I did a web search and found him. He's also suggesting ACE inhibitors to treat West Nile virus in horses.
"West Nile Trial For Horses: GenoMed's patent-pending approach, which uses a class of blood pressure pills to gently reduce excessive inflammation by a patient's own immune system, has achieved a 100% response rate so far among 12 patients with an intact immune system who came down with West Nile virus encephalitis. If GenoMed's approach continues to work in humans (which remains to be seen; 12 is still a small number), it should also work in horses and birds. Dr. Moskowitz stated; “Essentially there are no side effects. The dose used won’t lower a horse’s blood pressure at all, I should think. The only other side effect of an ARB, namely angioedema, is extremely rare, at least in humans. It occurs in about 1% of humans who use an ACE inhibitor, so in 100 out of 10,000 people who use an ACE inhibitor. Of these, it occurs in only 3 people who then get switched to an ARB. So 3 out of 10,000 is a pretty rare side effect. If your horse is in need of treatment for West Nile Virus your Veterinarian may contact Dr. Moskowitz at ..." (link removed)
Editing to add this, quoted from another message board in 2004:
"I did some snooping. Dr. Moskowitz IS selling something. He hopes to eventually market the use of ACE inhibitors for a profit. Nothing inherently wrong with that, but I have a few concerns. His site says:
'GenoMed invites physicians to join its Clinical Outcomes Improvement NetworkTM in order to bring the latest in genomics-based medicine to your patients. Of the $800 annual subscription fee paid by your patient to belong to GenoMed's COIPTM, the physician is paid $200 in exchange for managing the patient and updating GenoMed on the patient's clinical course. Thus, a physician with 1,000 hypertensive or diabetic patients in his/her panel could earn an extra $200,000 annually while delivering superior outpatient preventive care.'
Apparently, the "Clinical Outcomes Improvement Program" (a term that is actually trademarked) is not a formal clinical trial. Will the patients who purchase this membership first be informed that their own physicians are receiving a financial incentive for promoting the therapy? There is a conflict in such a patient/physician relationship that I doubt will be made transparent. Will the "clinical outcomes" be reported in an unbiased way?

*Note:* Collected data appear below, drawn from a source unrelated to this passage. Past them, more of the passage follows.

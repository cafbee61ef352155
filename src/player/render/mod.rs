//! Waveform image construction.
//!
//! `surface` holds the two-layer pixel raster, `envelope` the min/max
//! downsampling math, and `waveform` the renderer that ties them to the
//! playback controller.

pub mod envelope;
pub mod surface;
pub mod waveform;

pub use surface::RenderSurface;
pub use waveform::{GridOptions, RenderOptions, WaveformRenderer};
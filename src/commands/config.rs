//! Configuration file editor command.
//!
//! Opens the wavedeck configuration file in the user's preferred editor.

use std::process::Command;

use crate::config::{get_config_path, WavedeckConfig};

/// Opens the wavedeck configuration file in the user's preferred editor.
///
/// Writes the default configuration first if no file exists yet, so the
/// editor never opens on an empty buffer. Tries editors in this order:
/// 1. $EDITOR environment variable
/// 2. nano (most user-friendly fallback)
/// 3. vi (ultimate fallback, always available)
///
/// # Errors
/// - If no editor can be found or executed
pub fn handle_config() -> anyhow::Result<()> {
    let config_path = get_config_path()?;

    if !config_path.exists() {
        WavedeckConfig::default().save()?;
    }

    tracing::info!("Opening config file: {}", config_path.display());

    let editor = find_editor()?;
    tracing::debug!("Using editor: {}", editor);

    let status = Command::new(&editor)
        .arg(&config_path)
        .status()
        .map_err(|e| {
            anyhow::anyhow!(
                "Failed to open editor '{editor}': {e}. Make sure the editor is installed and accessible."
            )
        })?;

    if !status.success() {
        return Err(anyhow::anyhow!(
            "Editor exited with error code: {}",
            status.code().unwrap_or(-1)
        ));
    }

    tracing::info!("Config file edited successfully");
    Ok(())
}

/// Finds the best available editor to use.
///
/// Tries in order: $EDITOR, nano, vi
fn find_editor() -> anyhow::Result<String> {
    if let Ok(editor) = std::env::var("EDITOR") {
        if !editor.is_empty() {
            return Ok(editor);
        }
    }

    for editor in &["nano", "vi"] {
        if is_editor_available(editor) {
            return Ok(editor.to_string());
        }
    }

    Err(anyhow::anyhow!(
        "No editor found. Please set the $EDITOR environment variable."
    ))
}

/// Checks if an editor is available in the system PATH.
fn is_editor_available(editor: &str) -> bool {
    Command::new("which")
        .arg(editor)
        .output()
        .map(|output| output.status.success())
        .unwrap_or(false)
}
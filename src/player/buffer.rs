//! Decoded audio sample storage.
//!
//! A `SampleBuffer` holds one channel of decoded PCM as normalized f32
//! amplitudes together with the sample rate, from which the total duration
//! is derived. Buffers are created once by the decoder and shared read-only
//! between the playback controller and the waveform renderer.

use std::sync::Arc;

/// Immutable mono amplitude data for one audio file.
///
/// Amplitude values are nominally in [-1.0, 1.0]. The buffer is cheap to
/// clone; the sample data itself is shared behind an `Arc`.
#[derive(Debug, Clone)]
pub struct SampleBuffer {
    samples: Arc<[f32]>,
    sample_rate: u32,
}

impl SampleBuffer {
    /// Wraps decoded samples at the given sample rate.
    pub fn new(samples: Vec<f32>, sample_rate: u32) -> Self {
        Self {
            samples: samples.into(),
            sample_rate,
        }
    }

    /// The amplitude values of the rendered channel.
    pub fn samples(&self) -> &[f32] {
        &self.samples
    }

    /// Number of samples in the buffer.
    pub fn len(&self) -> usize {
        self.samples.len()
    }

    /// Whether the buffer holds no samples at all.
    pub fn is_empty(&self) -> bool {
        self.samples.is_empty()
    }

    /// Sample rate in Hz.
    pub fn sample_rate(&self) -> u32 {
        self.sample_rate
    }

    /// Total duration in seconds (0.0 for an empty or rate-less buffer).
    pub fn duration(&self) -> f64 {
        if self.sample_rate == 0 {
            return 0.0;
        }
        self.samples.len() as f64 / self.sample_rate as f64
    }
}
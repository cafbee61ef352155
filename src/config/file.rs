//! Configuration file management for wavedeck.
//!
//! Loads and saves application configuration from a TOML file in the
//! user's config directory. Every field has a serde default so a partial
//! file keeps working across upgrades.

use serde::{Deserialize, Serialize};
use std::fs;
use std::path::PathBuf;

/// Audio output configuration.
#[derive(Debug, Clone, Serialize, Deserialize)]
pub struct AudioConfig {
    /// Audio output device to use. Options:
    /// - "default" for the system default device
    /// - numeric index (0, 1, 2, etc.) from `wavedeck list-devices`
    /// - device name from `wavedeck list-devices`
    #[serde(default = "default_device")]
    pub device: String,
}

impl Default for AudioConfig {
    fn default() -> Self {
        Self {
            device: default_device(),
        }
    }
}

/// Waveform display configuration.
#[derive(Debug, Clone, Serialize, Deserialize)]
pub struct DisplayConfig {
    /// Paint envelope columns incrementally between event-loop turns
    /// instead of all at once. Set to false for strictly synchronous
    /// rendering; an explicit false is honored.
    #[serde(default = "default_render_async")]
    pub render_async: bool,
    /// Number of evenly spaced vertical gridline divisions
    #[serde(default = "default_vertical_divisions")]
    pub vertical_divisions: u16,
    /// Pixel spacing between horizontal gridlines
    #[serde(default = "default_horizontal_grid_spacing")]
    pub horizontal_grid_spacing: u16,
}

impl Default for DisplayConfig {
    fn default() -> Self {
        Self {
            render_async: default_render_async(),
            vertical_divisions: default_vertical_divisions(),
            horizontal_grid_spacing: default_horizontal_grid_spacing(),
        }
    }
}

fn default_device() -> String {
    "default".to_string()
}

fn default_render_async() -> bool {
    true
}

fn default_vertical_divisions() -> u16 {
    10
}

fn default_horizontal_grid_spacing() -> u16 {
    16
}

/// Complete application configuration.
#[derive(Debug, Clone, Default, Serialize, Deserialize)]
pub struct WavedeckConfig {
    #[serde(default)]
    pub audio: AudioConfig,
    #[serde(default)]
    pub display: DisplayConfig,
}

impl WavedeckConfig {
    /// Loads configuration from the user's config directory, writing the
    /// default file on first run.
    ///
    /// # Errors
    /// - If the config directory cannot be determined
    /// - If the config file cannot be read or written
    /// - If the TOML is malformed
    pub fn load() -> anyhow::Result<Self> {
        let config_path = get_config_path()?;

        if !config_path.exists() {
            let config = WavedeckConfig::default();
            config.save()?;
            tracing::info!("Wrote default config to {}", config_path.display());
            return Ok(config);
        }

        let config_content = fs::read_to_string(&config_path)?;
        let config: WavedeckConfig = toml::from_str(&config_content)?;
        Ok(config)
    }

    /// Saves configuration to the user's config directory.
    ///
    /// # Errors
    /// - If the config directory cannot be determined or created
    /// - If the file cannot be written
    pub fn save(&self) -> anyhow::Result<()> {
        let config_path = get_config_path()?;
        let config_content = toml::to_string_pretty(self)?;
        fs::write(&config_path, config_content)?;
        tracing::info!("Configuration saved");
        Ok(())
    }
}

/// Retrieves the path to the config file, creating the directory if needed.
///
/// # Errors
/// - If the home directory cannot be determined
/// - If the config directory cannot be created
pub fn get_config_path() -> Result<PathBuf, std::io::Error> {
    let config_dir = dirs::home_dir().ok_or_else(|| {
        std::io::Error::new(
            std::io::ErrorKind::NotFound,
            "Could not find home directory",
        )
    })?;
    let config_path = config_dir
        .join(".config")
        .join("wavedeck")
        .join("wavedeck.toml");

    if let Some(parent) = config_path.parent() {
        std::fs::create_dir_all(parent)?;
    }

    Ok(config_path)
}
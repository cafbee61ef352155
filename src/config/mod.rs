//! Configuration management for wavedeck.
//!
//! Configuration lives in a TOML file in the user's config directory; a
//! default file is written on first run so there is always something for
//! `wavedeck config` to open.

pub mod file;

pub use file::{get_config_path, WavedeckConfig};
//! Construction entry point for values.
//!
//! [`ValueFactory`] pairs a [`TypeStore`] with the constructors for every
//! value kind, so callers building values bottom-up (parsers, readers,
//! tests) never need to reach for the collection internals.

use std::sync::Arc;

use strata_types::{Error, ErrorKind, Result, Type, TypeStore};

use crate::collections::{PMap, PSet, PVector};
use crate::list::List;
use crate::map::Map;
use crate::node::Node;
use crate::numeric::Rational;
use crate::relation::Relation;
use crate::set::Set;
use crate::tuple::Tuple;
use crate::value::Value;
use crate::writer::{ElementTyping, ListWriter, MapWriter, SetWriter, frozen, staged};

/// Builds values against one type store.
#[derive(Clone, Debug, Default)]
pub struct ValueFactory {
    store: TypeStore,
}

impl ValueFactory {
    /// Creates a factory over `store`.
    #[must_use]
    pub fn new(store: TypeStore) -> Self {
        Self { store }
    }

    /// Returns the type store.
    #[must_use]
    pub fn store(&self) -> &TypeStore {
        &self.store
    }

    // =========================================================================
    // Scalars
    // =========================================================================

    /// A boolean.
    #[must_use]
    pub fn bool(&self, value: bool) -> Value {
        Value::Bool(value)
    }

    /// An integer.
    #[must_use]
    pub fn integer(&self, value: i64) -> Value {
        Value::Integer(value)
    }

    /// A real.
    #[must_use]
    pub fn real(&self, value: f64) -> Value {
        Value::Real(value)
    }

    /// The normalized fraction `numerator / denominator`.
    ///
    /// # Errors
    ///
    /// Returns [`ErrorKind::DivisionByZero`] for a zero denominator.
    pub fn rational(&self, numerator: i64, denominator: i64) -> Result<Value> {
        Rational::new(numerator, denominator).map(Value::Rational)
    }

    /// A string.
    #[must_use]
    pub fn string(&self, value: &str) -> Value {
        Value::String(Arc::from(value))
    }

    // =========================================================================
    // Tuples
    // =========================================================================

    /// An unlabeled tuple.
    #[must_use]
    pub fn tuple(&self, fields: Vec<Value>) -> Tuple {
        Tuple::new(&self.store, fields)
    }

    /// A labeled tuple.
    ///
    /// # Errors
    ///
    /// Returns an arity mismatch if labels and fields differ in length.
    pub fn labeled_tuple(&self, fields: Vec<Value>, labels: &[&str]) -> Result<Tuple> {
        Tuple::labeled(&self.store, fields, labels)
    }

    /// A tuple of a declared tuple type.
    ///
    /// # Errors
    ///
    /// See [`Tuple::of_type`].
    pub fn tuple_of(&self, ty: &Type, fields: Vec<Value>) -> Result<Tuple> {
        Tuple::of_type(&self.store, ty, fields)
    }

    // =========================================================================
    // Lists
    // =========================================================================

    /// An open empty list whose element type widens from `element`.
    #[must_use]
    pub fn list(&self, element: &Type) -> List {
        let shared = staged(self.store.list(element), ElementTyping::Widening, PVector::new());
        List::from_shared(self.store.clone(), shared)
    }

    /// A frozen list of `values`, typed by the LUB of their types.
    #[must_use]
    pub fn list_with(&self, values: Vec<Value>) -> List {
        let types: Vec<Type> = values.iter().map(Value::ty).collect();
        let element = self.store.lub_all(&types);
        let shared = frozen(
            self.store.list(&element),
            ElementTyping::Widening,
            values.into_iter().map(Value::settle).collect(),
        );
        List::from_shared(self.store.clone(), shared)
    }

    /// A writer for a new list whose element type widens from `element`.
    #[must_use]
    pub fn list_writer(&self, element: &Type) -> ListWriter {
        let shared = staged(self.store.list(element), ElementTyping::Widening, PVector::new());
        ListWriter::new(self.store.clone(), shared)
    }

    // =========================================================================
    // Sets and relations
    // =========================================================================

    /// An open empty set that only admits subtypes of `element`.
    #[must_use]
    pub fn set(&self, element: &Type) -> Set {
        let shared = staged(self.store.set(element), ElementTyping::Fixed, PSet::new());
        Set::from_shared(self.store.clone(), shared)
    }

    /// A frozen set of `values`, typed by the LUB of their types.
    #[must_use]
    pub fn set_with(&self, values: Vec<Value>) -> Set {
        let types: Vec<Type> = values.iter().map(Value::ty).collect();
        let element = self.store.lub_all(&types);
        Set::widening(&self.store, &element, values.into_iter().map(Value::settle).collect())
    }

    /// A writer for a new set that only admits subtypes of `element`.
    #[must_use]
    pub fn set_writer(&self, element: &Type) -> SetWriter {
        let shared = staged(self.store.set(element), ElementTyping::Fixed, PSet::new());
        SetWriter::new(self.store.clone(), shared)
    }

    /// An open empty relation of `tuple` elements.
    ///
    /// # Errors
    ///
    /// Returns [`ErrorKind::NotARelation`] if `tuple` is not a tuple type.
    pub fn relation(&self, tuple: &Type) -> Result<Relation> {
        let ty = self.store.relation_of(tuple)?;
        let shared = staged(ty, ElementTyping::Fixed, PSet::new());
        Set::from_shared(self.store.clone(), shared).to_relation()
    }

    /// A frozen relation of `tuples`.
    ///
    /// # Errors
    ///
    /// Returns [`ErrorKind::NotARelation`] if an element is not a tuple.
    pub fn relation_with(&self, tuples: Vec<Value>) -> Result<Relation> {
        if let Some(other) = tuples.iter().find(|v| v.as_tuple().is_none()) {
            return Err(Error::new(ErrorKind::NotARelation(self.store.set(&other.ty()))));
        }
        if tuples.is_empty() {
            let element = self.store.tuple(&[]);
            return Set::widening(&self.store, &element, PSet::new()).to_relation();
        }
        self.set_with(tuples).to_relation()
    }

    /// A writer for a new relation of `tuple` elements.
    ///
    /// # Errors
    ///
    /// Returns [`ErrorKind::NotARelation`] if `tuple` is not a tuple type.
    pub fn relation_writer(&self, tuple: &Type) -> Result<SetWriter> {
        let ty = self.store.relation_of(tuple)?;
        let shared = staged(ty, ElementTyping::Fixed, PSet::new());
        Ok(SetWriter::new(self.store.clone(), shared))
    }

    // =========================================================================
    // Maps
    // =========================================================================

    /// An open empty map that only admits the given key and value types.
    #[must_use]
    pub fn map(&self, key: &Type, value: &Type) -> Map {
        let shared = staged(self.store.map(key, value), ElementTyping::Fixed, PMap::new());
        Map::from_shared(self.store.clone(), shared)
    }

    /// A frozen map of `entries`, typed by the LUBs of keys and values.
    #[must_use]
    pub fn map_with(&self, entries: Vec<(Value, Value)>) -> Map {
        let keys: Vec<Type> = entries.iter().map(|(k, _)| k.ty()).collect();
        let values: Vec<Type> = entries.iter().map(|(_, v)| v.ty()).collect();
        let ty = self
            .store
            .map(&self.store.lub_all(&keys), &self.store.lub_all(&values));
        let entries: PMap<Value, Value> = entries
            .into_iter()
            .map(|(key, value)| (key.settle(), value.settle()))
            .collect();
        let shared = frozen(ty, ElementTyping::Widening, entries);
        Map::from_shared(self.store.clone(), shared)
    }

    /// A writer for a new map that only admits the given key and value types.
    #[must_use]
    pub fn map_writer(&self, key: &Type, value: &Type) -> MapWriter {
        let shared = staged(self.store.map(key, value), ElementTyping::Fixed, PMap::new());
        MapWriter::new(self.store.clone(), shared)
    }

    // =========================================================================
    // Trees
    // =========================================================================

    /// An instance of constructor `ty`.
    ///
    /// # Errors
    ///
    /// See [`Node::constructor`].
    pub fn constructor(&self, ty: &Type, children: Vec<Value>) -> Result<Node> {
        Node::constructor(ty, children)
    }

    /// An untyped node.
    #[must_use]
    pub fn node(&self, name: &str, children: Vec<Value>) -> Node {
        Node::untyped(name, children)
    }

    /// An open empty collection of a named collection type.
    ///
    /// The element typing is fixed: the collection keeps `named` as its
    /// type and rejects elements outside it.
    ///
    /// # Errors
    ///
    /// Returns [`ErrorKind::NotMakeable`] unless `named` resolves to a list,
    /// set, relation or map type.
    pub fn make(&self, named: &Type) -> Result<Value> {
        let resolved = named.resolve();
        let store = self.store.clone();
        let ty = named.clone();
        let value = if resolved.is_list() {
            Value::List(List::from_shared(
                store,
                staged(ty, ElementTyping::Fixed, PVector::new()),
            ))
        } else if resolved.is_set() {
            Value::Set(Set::from_shared(
                store,
                staged(ty, ElementTyping::Fixed, PSet::new()),
            ))
        } else if resolved.is_map() {
            Value::Map(Map::from_shared(
                store,
                staged(ty, ElementTyping::Fixed, PMap::new()),
            ))
        } else {
            return Err(Error::new(ErrorKind::NotMakeable(named.clone())));
        };
        tracing::trace!(ty = %named, "made empty collection");
        Ok(value)
    }
}
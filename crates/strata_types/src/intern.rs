//! Sharded hash-consing table for composite types.
//!
//! Every composite [`Type`] is created here, so structurally identical
//! types always come back as the same canonical node.

use std::hash::{Hash, Hasher};

use parking_lot::RwLock;
use rustc_hash::{FxHashMap, FxHasher};

use crate::config::StoreConfig;
use crate::types::{Type, TypeKind, atomic};

/// Per-shard storage for interned types.
struct Shard {
    map: FxHashMap<TypeKind, Type>,
}

impl Shard {
    fn with_capacity(capacity: usize) -> Self {
        Self {
            map: FxHashMap::with_capacity_and_hasher(capacity, Default::default()),
        }
    }
}

/// Sharded interner for concurrent access.
///
/// Readers take a shard read lock; a miss upgrades to the write lock and
/// checks again before inserting, so two racing callers agree on one node.
pub(crate) struct Interner {
    shards: Box<[RwLock<Shard>]>,
}

impl Interner {
    /// Creates an empty interner sized by `config`.
    pub(crate) fn new(config: &StoreConfig) -> Self {
        let shards = (0..config.shard_count.max(1))
            .map(|_| RwLock::new(Shard::with_capacity(config.shard_capacity)))
            .collect();
        Self { shards }
    }

    fn shard_for(&self, kind: &TypeKind) -> &RwLock<Shard> {
        let mut hasher = FxHasher::default();
        kind.hash(&mut hasher);
        #[allow(clippy::cast_possible_truncation)]
        let index = hasher.finish() as usize % self.shards.len();
        &self.shards[index]
    }

    /// Returns the canonical type for `kind`, creating it on first use.
    pub(crate) fn intern(&self, kind: TypeKind) -> Type {
        if let Some(ty) = atomic(&kind) {
            return ty;
        }

        let shard = self.shard_for(&kind);

        if let Some(ty) = shard.read().map.get(&kind) {
            return ty.clone();
        }

        let mut guard = shard.write();
        if let Some(ty) = guard.map.get(&kind) {
            return ty.clone();
        }

        let ty = Type::from_kind(kind.clone());
        tracing::trace!(ty = %ty, "interned type");
        guard.map.insert(kind, ty.clone());
        ty
    }

    /// Returns the number of composite types interned so far.
    pub(crate) fn len(&self) -> usize {
        self.shards.iter().map(|shard| shard.read().map.len()).sum()
    }
}
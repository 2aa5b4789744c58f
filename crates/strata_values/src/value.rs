//! Core value type for all Strata data.

use std::fmt;
use std::hash::{Hash, Hasher};
use std::sync::Arc;

use strata_types::Type;

use crate::list::List;
use crate::map::Map;
use crate::node::Node;
use crate::numeric::Rational;
use crate::relation::Relation;
use crate::set::Set;
use crate::tuple::Tuple;

/// Core value type for all Strata data.
///
/// Values are immutable and cheaply cloneable. Composite values use
/// structural sharing via persistent data structures, and every value
/// knows its canonical [`Type`].
#[derive(Clone)]
pub enum Value {
    /// Boolean value.
    Bool(bool),
    /// 64-bit signed integer.
    Integer(i64),
    /// 64-bit floating point.
    Real(f64),
    /// Exact fraction.
    Rational(Rational),
    /// String value.
    String(Arc<str>),
    /// Fixed-arity tuple.
    Tuple(Tuple),
    /// Persistent list.
    List(List),
    /// Persistent set. A set of tuples is a relation.
    Set(Set),
    /// Persistent map.
    Map(Map),
    /// Constructor or untyped tree node.
    Node(Node),
}

impl Value {
    /// Returns the canonical type of this value.
    #[must_use]
    pub fn ty(&self) -> Type {
        match self {
            Self::Bool(_) => Type::bool(),
            Self::Integer(_) => Type::integer(),
            Self::Real(_) => Type::real(),
            Self::Rational(_) => Type::rational(),
            Self::String(_) => Type::string(),
            Self::Tuple(t) => t.ty().clone(),
            Self::List(l) => l.ty(),
            Self::Set(s) => s.ty(),
            Self::Map(m) => m.ty(),
            Self::Node(n) => n.ty().clone(),
        }
    }

    /// Attempts to extract a boolean value.
    #[must_use]
    pub const fn as_bool(&self) -> Option<bool> {
        match self {
            Self::Bool(b) => Some(*b),
            _ => None,
        }
    }

    /// Attempts to extract an integer value.
    #[must_use]
    pub const fn as_integer(&self) -> Option<i64> {
        match self {
            Self::Integer(n) => Some(*n),
            _ => None,
        }
    }

    /// Attempts to extract a real value.
    #[must_use]
    pub const fn as_real(&self) -> Option<f64> {
        match self {
            Self::Real(n) => Some(*n),
            _ => None,
        }
    }

    /// Attempts to extract a rational value.
    #[must_use]
    pub const fn as_rational(&self) -> Option<Rational> {
        match self {
            Self::Rational(r) => Some(*r),
            _ => None,
        }
    }

    /// Attempts to extract a string reference.
    #[must_use]
    pub fn as_str(&self) -> Option<&str> {
        match self {
            Self::String(s) => Some(s),
            _ => None,
        }
    }

    /// Attempts to extract a tuple reference.
    #[must_use]
    pub const fn as_tuple(&self) -> Option<&Tuple> {
        match self {
            Self::Tuple(t) => Some(t),
            _ => None,
        }
    }

    /// Attempts to extract a list reference.
    #[must_use]
    pub const fn as_list(&self) -> Option<&List> {
        match self {
            Self::List(l) => Some(l),
            _ => None,
        }
    }

    /// Attempts to extract a set reference (relations included).
    #[must_use]
    pub const fn as_set(&self) -> Option<&Set> {
        match self {
            Self::Set(s) => Some(s),
            _ => None,
        }
    }

    /// Views a set of tuples as a relation.
    #[must_use]
    pub fn as_relation(&self) -> Option<Relation> {
        self.as_set()?.to_relation().ok()
    }

    /// Attempts to extract a map reference.
    #[must_use]
    pub const fn as_map(&self) -> Option<&Map> {
        match self {
            Self::Map(m) => Some(m),
            _ => None,
        }
    }

    /// Attempts to extract a node reference.
    #[must_use]
    pub const fn as_node(&self) -> Option<&Node> {
        match self {
            Self::Node(n) => Some(n),
            _ => None,
        }
    }
}

// Reals compare bitwise so that `Eq` stays reflexive for NaN.
impl PartialEq for Value {
    fn eq(&self, other: &Self) -> bool {
        match (self, other) {
            (Self::Bool(a), Self::Bool(b)) => a == b,
            (Self::Integer(a), Self::Integer(b)) => a == b,
            (Self::Real(a), Self::Real(b)) => a.to_bits() == b.to_bits(),
            (Self::Rational(a), Self::Rational(b)) => a == b,
            (Self::String(a), Self::String(b)) => a == b,
            (Self::Tuple(a), Self::Tuple(b)) => a == b,
            (Self::List(a), Self::List(b)) => a == b,
            (Self::Set(a), Self::Set(b)) => a == b,
            (Self::Map(a), Self::Map(b)) => a == b,
            (Self::Node(a), Self::Node(b)) => a == b,
            _ => false,
        }
    }
}

impl Eq for Value {}

impl Hash for Value {
    fn hash<H: Hasher>(&self, state: &mut H) {
        std::mem::discriminant(self).hash(state);
        match self {
            Self::Bool(b) => b.hash(state),
            Self::Integer(n) => n.hash(state),
            Self::Real(n) => n.to_bits().hash(state),
            Self::Rational(r) => r.hash(state),
            Self::String(s) => s.hash(state),
            Self::Tuple(t) => t.hash(state),
            Self::List(l) => l.hash(state),
            Self::Set(s) => s.hash(state),
            Self::Map(m) => m.hash(state),
            Self::Node(n) => n.hash(state),
        }
    }
}

impl fmt::Debug for Value {
    fn fmt(&self, f: &mut fmt::Formatter<'_>) -> fmt::Result {
        fmt::Display::fmt(self, f)
    }
}

impl fmt::Display for Value {
    fn fmt(&self, f: &mut fmt::Formatter<'_>) -> fmt::Result {
        match self {
            Self::Bool(b) => write!(f, "{b}"),
            Self::Integer(n) => write!(f, "{n}"),
            Self::Real(n) => write!(f, "{n:?}"),
            Self::Rational(r) => write!(f, "{r}"),
            Self::String(s) => write!(f, "{s:?}"),
            Self::Tuple(t) => write!(f, "{t}"),
            Self::List(l) => write!(f, "{l}"),
            Self::Set(s) => write!(f, "{s}"),
            Self::Map(m) => write!(f, "{m}"),
            Self::Node(n) => write!(f, "{n}"),
        }
    }
}

impl Value {
    /// Replaces a collection still open for writing with a closed copy of
    /// its current contents. Stored elements are always settled.
    pub(crate) fn settle(self) -> Value {
        match self {
            Self::List(l) if l.is_open() => Self::List(l.frozen_copy()),
            Self::Set(s) if s.is_open() => Self::Set(s.frozen_copy()),
            Self::Map(m) if m.is_open() => Self::Map(m.frozen_copy()),
            other => other,
        }
    }
}

pub(crate) fn settle_all(values: Vec<Value>) -> Vec<Value> {
    values.into_iter().map(Value::settle).collect()
}

/// Writes `items` separated by commas.
pub(crate) fn write_joined<'a>(
    f: &mut fmt::Formatter<'_>,
    items: impl IntoIterator<Item = &'a Value>,
) -> fmt::Result {
    for (i, item) in items.into_iter().enumerate() {
        if i > 0 {
            write!(f, ",")?;
        }
        write!(f, "{item}")?;
    }
    Ok(())
}

// Convenience From implementations

impl From<bool> for Value {
    fn from(b: bool) -> Self {
        Self::Bool(b)
    }
}

impl From<i64> for Value {
    fn from(n: i64) -> Self {
        Self::Integer(n)
    }
}

impl From<i32> for Value {
    fn from(n: i32) -> Self {
        Self::Integer(i64::from(n))
    }
}

impl From<f64> for Value {
    fn from(n: f64) -> Self {
        Self::Real(n)
    }
}

impl From<Rational> for Value {
    fn from(r: Rational) -> Self {
        Self::Rational(r)
    }
}

impl From<&str> for Value {
    fn from(s: &str) -> Self {
        Self::String(s.into())
    }
}

impl From<String> for Value {
    fn from(s: String) -> Self {
        Self::String(s.into())
    }
}

impl From<Arc<str>> for Value {
    fn from(s: Arc<str>) -> Self {
        Self::String(s)
    }
}

impl From<Tuple> for Value {
    fn from(t: Tuple) -> Self {
        Self::Tuple(t)
    }
}

impl From<List> for Value {
    fn from(l: List) -> Self {
        Self::List(l)
    }
}

impl From<Set> for Value {
    fn from(s: Set) -> Self {
        Self::Set(s)
    }
}

impl From<Relation> for Value {
    fn from(r: Relation) -> Self {
        Self::Set(r.into_set())
    }
}

impl From<Map> for Value {
    fn from(m: Map) -> Self {
        Self::Map(m)
    }
}

impl From<Node> for Value {
    fn from(n: Node) -> Self {
        Self::Node(n)
    }
}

Might he eventually promote this therapy for "post-lyme" symptoms to the exclusion of antibiotics? The last thing we need is a company with a financial interest in rejecting evidence of chronic lyme infection.
It turns out that ACE inhibitors and ARBs are separate classes of drugs that nonetheless achieve similar anti-inflammatory effects. I checked Dr. Moskowitz's patent applications and it appears that he claims a right to the use of ARBs only when combined with the ACE inhibitors. But the people at
www.sarcinfo.com use the ARBs quite successfully without combining them with the ACE inhibitors. So why would anyone pay Dr. Moskowitz's licensees' for the privilege of using ACE or ACE+ARB when ARBs alone will work?
The mere discussion here of the possible use of ARBs for Lyme should constitute "public disclosure" and should therefore preclude any right to patent the use of ARBs for Lyme. I'm therefore uncomfortable with the prospect of a company with the incentive to marginalize the evidence that ARBs may be an effective surrogate for ACE inhibitors.
If you want info on this from people who in fact have no financial incentives, see
www.sarcinfo.com They explain the rationale behind this approach in much greater depth than you will find at Dr. Moskowitz's web site."